Tweede Kamerlid Femke Merel van Kooten verlaat de Partij voor de Dieren uit onvrede met de koers van haar partij. Ze geeft haar zetel niet terug en gaat "als onafhankelijk Kamerlid" door.
De PvdD versmalt eerder dan dat ze verbreedt en richt zich te veel op haar stokpaardjes, vindt Van Kooten. "In de strijd voor een leefbare aarde voor toekomstige generaties mogen de mensen die nú leven niet vergeten worden", legt ze op Facebook uit. De partij zou moeten "strijden voor dier, natuur, milieu én mens".
Haar ongenoegen daarover heeft ze naar eigen zeggen in de fractie uitgesproken. Toen een bevredigend antwoord uitbleef, besloot ze voor zichzelf te beginnen.
De partij zegt in een reactie "onverwacht geconfronteerd" te zijn met het vertrek van het Kamerlid. "PvdD is onaangenaam verrast dat Van Kooten-Arissen de zetel niet teruggeeft, maar ervoor kiest deze mee te nemen en verder te gaan als eenmansfractie."

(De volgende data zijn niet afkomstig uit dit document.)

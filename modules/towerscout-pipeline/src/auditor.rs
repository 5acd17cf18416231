use std::fmt;

use anyhow::Result;
use chrono::Duration;
use towerscout_common::{extract_domain, now_ms, Source};
use tracing::{info, warn};

use crate::store::Store;

/// A source older than this is stale and gets requeued.
const STALE_THRESHOLD_HOURS: i64 = 48;

/// At most this many sources are requeued per audit; the rest wait for the
/// next run so the harvester is not flooded with resets.
const REQUEUE_LIMIT: usize = 10;

/// Coverage classification of one source.
#[derive(Debug, Clone, PartialEq)]
pub enum SourceHealth {
    Healthy,
    Stale,
    NeverCrawled,
}

#[derive(Debug, Clone)]
pub struct SourceStatus {
    pub domain: String,
    pub health: SourceHealth,
    /// Most recent activity, epoch ms. Zero when never crawled.
    pub effective_ms: i64,
}

/// Audit summary across all sources.
#[derive(Debug, Default)]
pub struct AuditReport {
    pub statuses: Vec<SourceStatus>,
    pub healthy: usize,
    pub stale: usize,
    pub never_crawled: usize,
    pub requeued: usize,
}

impl fmt::Display for AuditReport {
    fn fmt(&self, f: &mut fmt::Formatter<'_>) -> fmt::Result {
        writeln!(f, "Source coverage audit")?;
        for status in &self.statuses {
            let state = match status.health {
                SourceHealth::Healthy => "healthy",
                SourceHealth::Stale => "STALE",
                SourceHealth::NeverCrawled => "never crawled",
            };
            writeln!(f, "  {:<40} {}", status.domain, state)?;
        }
        writeln!(
            f,
            "  healthy: {}  stale: {}  never crawled: {}  requeued: {}",
            self.healthy, self.stale, self.never_crawled, self.requeued
        )
    }
}

/// Watches source coverage. A source's freshness is the more recent of its
/// crawl stamp and its newest signal, so a source that keeps yielding
/// articles is not flagged just because the scheduler skipped it.
pub struct StalenessAuditor<'a> {
    store: &'a dyn Store,
}

impl<'a> StalenessAuditor<'a> {
    pub fn new(store: &'a dyn Store) -> Self {
        Self { store }
    }

    /// Classify every source and requeue the stale ones (up to the limit) by
    /// clearing their crawl stamp, which puts them at the head of the
    /// scheduler's queue.
    pub async fn audit(&self) -> Result<AuditReport> {
        let sources = self.store.all_sources().await?;
        let mut report = AuditReport::default();
        let mut requeue: Vec<Source> = Vec::new();
        let now = now_ms();

        for source in sources {
            let latest_signal = self
                .store
                .latest_signal_ms_for_source(source.id)
                .await?
                .unwrap_or(0);
            let effective_ms = source.last_crawled.unwrap_or(0).max(latest_signal);

            let health = classify(effective_ms, now);
            match health {
                SourceHealth::Healthy => report.healthy += 1,
                SourceHealth::Stale => {
                    report.stale += 1;
                    requeue.push(source.clone());
                }
                SourceHealth::NeverCrawled => {
                    report.never_crawled += 1;
                    requeue.push(source.clone());
                }
            }

            report.statuses.push(SourceStatus {
                domain: extract_domain(&source.url),
                health,
                effective_ms,
            });
        }

        for source in requeue.iter().take(REQUEUE_LIMIT) {
            match self.store.reset_source(source.id).await {
                Ok(()) => {
                    report.requeued += 1;
                    info!(source = %source.url, "Requeued stale source");
                }
                Err(e) => warn!(source = %source.url, error = %e, "Failed to requeue"),
            }
        }
        if requeue.len() > REQUEUE_LIMIT {
            info!(
                deferred = requeue.len() - REQUEUE_LIMIT,
                "More stale sources deferred to the next audit"
            );
        }

        Ok(report)
    }
}

fn classify(effective_ms: i64, now_ms: i64) -> SourceHealth {
    if effective_ms == 0 {
        return SourceHealth::NeverCrawled;
    }
    let age = Duration::milliseconds(now_ms - effective_ms);
    if age > Duration::hours(STALE_THRESHOLD_HOURS) {
        SourceHealth::Stale
    } else {
        SourceHealth::Healthy
    }
}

Vanwege de "schade" die Van Kooten zou hebben aangebracht aan de partij, heeft het bestuur besloten haar te royeren als lid.
Van Kooten werd in 2017 in de Tweede Kamer gekozen, als vijfde op de lijst. De fractie van de Partij voor de Dieren, die onder leiding staat van Marianne Thieme, telde tot Van Kootens vertrek vijf leden.
De 35-jarige van Kooten was eerder medewerker van de PvdD in de Utrechtse gemeenteraad en de Eerste Kamer en was in Utrecht ook Statenlid. Afgelopen winter was ze een poos met zwangerschapsverlof.
Van Kooten is het eerste lid van de in 2017 gekozen Tweede Kamer dat voor zichzelf begint. De vorige Kamer telde zoveel afsplitsers, dat er sindsdien nieuwe regels zijn ingevoerd die het onaantrekkelijker maken om 'zetelroof' te plegen. Zo krijgen Kamerleden die afscheid hebben genomen van hun fractie een lagere vergoeding dan voorheen.